Do ponto de vista político, nem a festa do Pontal, nem a alergia
constitucional do primeiro-Ministro alteraram substancialmente a modorra
estival em que estamos sonolentamente envolvidos. Não me lembro de pré-campanha
para as autárquicas mais sensaborona do que a que temos vivido, tudo isto
apesar de bomba constitucional que pode ocorrer, mas a minha intuição é que
muito provavelmente o Tribunal Constitucional não irá por aí, deixando à
Assembleia da República o ónus futuro de clarificar este preceito. Só espero
que o TC não vá em trade-off´s ou
equilíbrios e que analise as questões que tem em mãos (mandatos municipais e aferição
da constitucionalidade de medidas governamentais pré-orçamentais) em função da
mais rigorosa interpretação constitucional, ignorando por isso as consequências
das suas decisões, o que não significa como é óbvio que a decisão não seja
contextualizada.
A desvalorização visível do interesse pelas autárquicas tem várias explicações
possíveis. Uma dessas interpretações prende-se com a desvalorização do local
face ao peso do quadro nacional de indefinições e de falta de rumo do processo
de ajustamento. Isto não significa que o significado do local não seja intenso
neste contexto de ajustamento, pois grande parte da almofada social dependerá
da margem de manobra que os municípios tiverem para exercer essa função e de
saber se os municípios estão prontos e recetivos às escolhas públicas que a
operacionalização dessa almofada exige. Mas apesar de alguma mediatização que
emerge, sobretudo para os casos mais renhidos de disputa eleitoral autárquica,
a gravidade do momento nacional sobrepõe-se em termos de visibilidade mediática.
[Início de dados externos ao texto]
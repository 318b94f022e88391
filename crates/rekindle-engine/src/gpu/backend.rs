use std::cell::Cell;
use std::sync::{Arc, OnceLock};

use crate::device::{
    AdapterIdentity, ApiError, Backend, CapabilityLevel, ClearValues, CreatedDevice, DepthDesc,
    DiagnosticOptions, Extent, SurfaceDesc, WindowTarget,
};

use super::format;

/// Backend-specific knobs.
#[derive(Debug, Clone)]
pub struct WgpuOptions {
    /// Native APIs wgpu may pick from.
    pub backends: wgpu::Backends,

    pub power_preference: wgpu::PowerPreference,
}

impl Default for WgpuOptions {
    fn default() -> Self {
        Self {
            backends: wgpu::Backends::all(),
            power_preference: wgpu::PowerPreference::HighPerformance,
        }
    }
}

/// A wgpu device with the instance and adapter it was created from.
///
/// The instance is the owning factory used to create surfaces for this device.
pub struct WgpuDevice {
    /// Surface the adapter was matched against; taken by the first
    /// `create_surface` for this device.
    matched_surface: Cell<Option<wgpu::Surface<'static>>>,

    device: wgpu::Device,
    adapter: wgpu::Adapter,
    instance: wgpu::Instance,

    /// Set by the device-lost callback.
    lost: Arc<OnceLock<String>>,
}

impl WgpuDevice {
    pub fn device(&self) -> &wgpu::Device {
        &self.device
    }

    pub fn adapter(&self) -> &wgpu::Adapter {
        &self.adapter
    }

    pub fn instance(&self) -> &wgpu::Instance {
        &self.instance
    }

    fn check_lost(&self) -> Result<(), ApiError> {
        if self.lost.get().is_some() {
            Err(ApiError::DeviceRemoved)
        } else {
            Ok(())
        }
    }
}

/// Surface bound to a window, plus its active configuration.
pub struct WgpuSurface {
    surface: wgpu::Surface<'static>,
    config: wgpu::SurfaceConfiguration,
}

impl WgpuSurface {
    /// The format actually in use (may differ from the requested one).
    pub fn format(&self) -> wgpu::TextureFormat {
        self.config.format
    }

    pub fn config(&self) -> &wgpu::SurfaceConfiguration {
        &self.config
    }
}

/// [`Backend`] on top of wgpu.
///
/// Adapters are always chosen for their ability to present to the window the
/// last device was created for.
#[derive(Debug, Clone, Default)]
pub struct WgpuBackend {
    options: WgpuOptions,
    window: Option<WindowTarget>,
}

impl WgpuBackend {
    pub fn new(options: WgpuOptions) -> Self {
        Self {
            options,
            window: None,
        }
    }

    fn instance(&self, diagnostics: Option<&DiagnosticOptions>) -> wgpu::Instance {
        let flags = match diagnostics {
            Some(d) if d.enabled => wgpu::InstanceFlags::DEBUG | wgpu::InstanceFlags::VALIDATION,
            _ => wgpu::InstanceFlags::empty(),
        };

        wgpu::Instance::new(&wgpu::InstanceDescriptor {
            backends: self.options.backends,
            flags,
            ..Default::default()
        })
    }

    fn request_adapter(
        &self,
        instance: &wgpu::Instance,
        surface: Option<&wgpu::Surface<'_>>,
    ) -> Result<wgpu::Adapter, ApiError> {
        pollster::block_on(instance.request_adapter(&wgpu::RequestAdapterOptions {
            power_preference: self.options.power_preference,
            compatible_surface: surface,
            force_fallback_adapter: false,
        }))
        .map_err(|e| ApiError::other(format!("no suitable GPU adapter: {e}")))
    }
}

fn surface_for(
    instance: &wgpu::Instance,
    window: &WindowTarget,
) -> Result<wgpu::Surface<'static>, ApiError> {
    instance
        .create_surface(window.clone())
        .map_err(|e| ApiError::other(format!("failed to create wgpu surface: {e}")))
}

fn identity(info: &wgpu::AdapterInfo) -> AdapterIdentity {
    AdapterIdentity {
        vendor: info.vendor,
        device: info.device,
        backend: format!("{:?}", info.backend),
        name: info.name.clone(),
    }
}

fn install_diagnostics(device: &wgpu::Device, diagnostics: &DiagnosticOptions) {
    if !diagnostics.enabled {
        return;
    }

    let diagnostics = diagnostics.clone();
    device.on_uncaptured_error(Arc::new(move |err: wgpu::Error| {
        let message = err.to_string();
        if diagnostics.is_suppressed(&message) {
            log::trace!("suppressed wgpu message: {message}");
        } else if diagnostics.break_on_error {
            panic!("wgpu error: {message}");
        } else {
            log::error!("wgpu error: {message}");
        }
    }));
}

impl Backend for WgpuBackend {
    type Device = WgpuDevice;
    type Context = wgpu::Queue;
    type Surface = WgpuSurface;
    type BackBuffer = wgpu::SurfaceTexture;
    type RenderTargetView = wgpu::TextureView;
    type DepthBuffer = wgpu::Texture;
    type DepthStencilView = wgpu::TextureView;

    fn create_device(
        &mut self,
        level: CapabilityLevel,
        window: &WindowTarget,
        diagnostics: &DiagnosticOptions,
    ) -> Result<CreatedDevice<Self>, ApiError> {
        self.window = Some(window.clone());

        let instance = self.instance(Some(diagnostics));
        let surface = surface_for(&instance, window)?;
        let adapter = self.request_adapter(&instance, Some(&surface))?;
        let info = adapter.get_info();

        if !adapter.is_surface_supported(&surface) {
            return Err(ApiError::Unsupported(format!(
                "{} cannot present to a {:?} window",
                info.name,
                window.kind()
            )));
        }

        if level == CapabilityLevel::Full
            && !adapter.get_downlevel_capabilities().is_webgpu_compliant()
        {
            return Err(ApiError::Unsupported(format!(
                "{} is not WebGPU compliant",
                info.name
            )));
        }

        let required_limits = format::limits_for(level);
        if !required_limits.check_limits(&adapter.limits()) {
            return Err(ApiError::Unsupported(format!(
                "{} does not meet the `{level}` limits",
                info.name
            )));
        }

        // Optional depth format; enabled whenever the adapter has it.
        let required_features = adapter.features() & wgpu::Features::DEPTH32FLOAT_STENCIL8;

        let (device, queue) = pollster::block_on(adapter.request_device(&wgpu::DeviceDescriptor {
            label: Some("rekindle device"),
            required_features,
            required_limits,
            experimental_features: wgpu::ExperimentalFeatures::disabled(),
            memory_hints: wgpu::MemoryHints::Performance,
            trace: wgpu::Trace::Off,
        }))
        .map_err(|e| ApiError::other(format!("failed to create wgpu device/queue: {e}")))?;

        let lost = Arc::new(OnceLock::new());
        let flag = Arc::clone(&lost);
        device.set_device_lost_callback(move |reason, message| {
            match reason {
                wgpu::DeviceLostReason::Destroyed => log::debug!("wgpu device destroyed"),
                _ => log::warn!("wgpu device lost ({reason:?}): {message}"),
            }
            let _ = flag.set(message);
        });

        install_diagnostics(&device, diagnostics);

        Ok(CreatedDevice {
            device: WgpuDevice {
                matched_surface: Cell::new(Some(surface)),
                device,
                adapter,
                instance,
                lost,
            },
            context: queue,
            adapter: identity(&info),
        })
    }

    fn default_adapter(&mut self) -> Result<AdapterIdentity, ApiError> {
        let instance = self.instance(None);
        let surface = match self.window.as_ref() {
            Some(window) => Some(surface_for(&instance, window)?),
            None => None,
        };
        let adapter = self.request_adapter(&instance, surface.as_ref())?;
        Ok(identity(&adapter.get_info()))
    }

    fn device_removed_reason(&self, device: &WgpuDevice) -> Option<String> {
        device.lost.get().cloned()
    }

    fn create_surface(
        &mut self,
        device: &WgpuDevice,
        _context: &wgpu::Queue,
        window: &WindowTarget,
        desc: &SurfaceDesc,
    ) -> Result<WgpuSurface, ApiError> {
        device.check_lost()?;

        let surface = match device.matched_surface.take() {
            Some(surface) => surface,
            None => surface_for(&device.instance, window)?,
        };

        let caps = surface.get_capabilities(&device.adapter);
        let format = format::choose_surface_format(&caps.formats, format::texture_format(desc.format))
            .ok_or_else(|| ApiError::other("no supported surface formats"))?;
        let alpha_mode = format::choose_alpha_mode(&caps.alpha_modes, window.kind());

        let config = wgpu::SurfaceConfiguration {
            usage: wgpu::TextureUsages::RENDER_ATTACHMENT,
            format,
            width: desc.extent.width,
            height: desc.extent.height,
            present_mode: format::present_mode(desc.vsync),
            alpha_mode,
            view_formats: vec![],
            desired_maximum_frame_latency: desc.buffer_count,
        };

        surface.configure(&device.device, &config);
        device.check_lost()?;

        log::debug!("surface format {format:?}, alpha {alpha_mode:?}");
        Ok(WgpuSurface { surface, config })
    }

    fn resize_surface(
        &mut self,
        device: &WgpuDevice,
        surface: &mut WgpuSurface,
        extent: Extent,
    ) -> Result<(), ApiError> {
        device.check_lost()?;

        surface.config.width = extent.width;
        surface.config.height = extent.height;
        surface.surface.configure(&device.device, &surface.config);

        device.check_lost()
    }

    fn flush(&mut self, context: &wgpu::Queue) {
        context.submit(std::iter::empty());
    }

    fn acquire_back_buffer(
        &mut self,
        device: &WgpuDevice,
        surface: &mut WgpuSurface,
    ) -> Result<wgpu::SurfaceTexture, ApiError> {
        device.check_lost()?;

        let mut retried = false;
        loop {
            match surface.surface.get_current_texture() {
                Ok(texture) => {
                    if texture.suboptimal {
                        log::trace!("acquired a suboptimal back buffer");
                    }
                    return Ok(texture);
                }
                Err(wgpu::SurfaceError::Outdated) if !retried => {
                    log::debug!("surface outdated; reconfiguring");
                    surface.surface.configure(&device.device, &surface.config);
                    retried = true;
                }
                Err(wgpu::SurfaceError::Outdated) => {
                    return Err(ApiError::other("surface outdated after reconfigure"));
                }
                Err(wgpu::SurfaceError::Lost) => return Err(ApiError::DeviceReset),
                Err(wgpu::SurfaceError::Timeout) => return Err(ApiError::Timeout),
                Err(wgpu::SurfaceError::OutOfMemory) => return Err(ApiError::other("out of memory")),
                Err(_) => {
                    device.check_lost()?;
                    return Err(ApiError::other("surface acquire failed"));
                }
            }
        }
    }

    fn create_render_target_view(
        &mut self,
        device: &WgpuDevice,
        back_buffer: &wgpu::SurfaceTexture,
    ) -> Result<wgpu::TextureView, ApiError> {
        device.check_lost()?;
        Ok(back_buffer.texture.create_view(&wgpu::TextureViewDescriptor {
            label: Some("BackBuffer"),
            ..Default::default()
        }))
    }

    fn create_depth_buffer(
        &mut self,
        device: &WgpuDevice,
        desc: &DepthDesc,
    ) -> Result<wgpu::Texture, ApiError> {
        device.check_lost()?;

        let format = format::depth_format(desc.format);
        let needed = format.required_features();
        if !device.device.features().contains(needed) {
            return Err(ApiError::Unsupported(format!("{format:?} needs {needed:?}")));
        }

        Ok(device.device.create_texture(&wgpu::TextureDescriptor {
            label: Some("DepthStencil"),
            size: wgpu::Extent3d {
                width: desc.extent.width,
                height: desc.extent.height,
                depth_or_array_layers: 1,
            },
            mip_level_count: 1,
            sample_count: 1,
            dimension: wgpu::TextureDimension::D2,
            format,
            usage: wgpu::TextureUsages::RENDER_ATTACHMENT,
            view_formats: &[],
        }))
    }

    fn create_depth_stencil_view(
        &mut self,
        device: &WgpuDevice,
        depth_buffer: &wgpu::Texture,
    ) -> Result<wgpu::TextureView, ApiError> {
        device.check_lost()?;
        Ok(depth_buffer.create_view(&wgpu::TextureViewDescriptor {
            label: Some("DepthStencil"),
            ..Default::default()
        }))
    }

    fn clear_views(
        &mut self,
        device: &WgpuDevice,
        context: &wgpu::Queue,
        render_target: &wgpu::TextureView,
        depth_stencil: &wgpu::TextureView,
        clear: &ClearValues,
    ) {
        let mut encoder = device
            .device
            .create_command_encoder(&wgpu::CommandEncoderDescriptor {
                label: Some("rekindle clear encoder"),
            });

        // Pass is dropped before the encoder is finished.
        {
            let [r, g, b, a] = clear.color;
            let _rpass = encoder.begin_render_pass(&wgpu::RenderPassDescriptor {
                label: Some("rekindle clear"),
                color_attachments: &[Some(wgpu::RenderPassColorAttachment {
                    view:           render_target,
                    resolve_target: None,
                    ops: wgpu::Operations {
                        load:  wgpu::LoadOp::Clear(wgpu::Color { r, g, b, a }),
                        store: wgpu::StoreOp::Store,
                    },
                    depth_slice: None,
                })],
                depth_stencil_attachment: Some(wgpu::RenderPassDepthStencilAttachment {
                    view: depth_stencil,
                    depth_ops: Some(wgpu::Operations {
                        load:  wgpu::LoadOp::Clear(clear.depth),
                        store: wgpu::StoreOp::Store,
                    }),
                    stencil_ops: clear.stencil.map(|value| wgpu::Operations {
                        load:  wgpu::LoadOp::Clear(value),
                        store: wgpu::StoreOp::Store,
                    }),
                }),
                timestamp_writes:    None,
                occlusion_query_set: None,
                multiview_mask:      None,
            });
        }

        context.submit(std::iter::once(encoder.finish()));
    }

    fn present(
        &mut self,
        device: &WgpuDevice,
        _context: &wgpu::Queue,
        _surface: &mut WgpuSurface,
        back_buffer: wgpu::SurfaceTexture,
    ) -> Result<(), ApiError> {
        device.check_lost()?;
        back_buffer.present();
        device.check_lost()
    }
}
Afinal, a crise de ajustamento atingiu indiferenciadamente o território nacional.
Do pouco que vai sendo antecipado sobre os programas eleitorais autárquicos,
este tipo de questões parece ausente. Pressente-se que os candidatos falam mais
assiduamente em questões sociais, mas do ponto de vista mais concreto e
operativo parece longe a possibilidade de uma frente política local que
interpele o governo central a um pacto mais sistemático sobre condições de
descentralização e transferência correspondente de meios financeiros das políticas
sociais.
Aliás, depois do impulso “Rélvico”, a maioria permanece num vazio enorme
sobre as questões da descentralização, não parecendo existir nenhum plano B
para a não constitucionalidade da legislação sobre comunidades intermunicipais.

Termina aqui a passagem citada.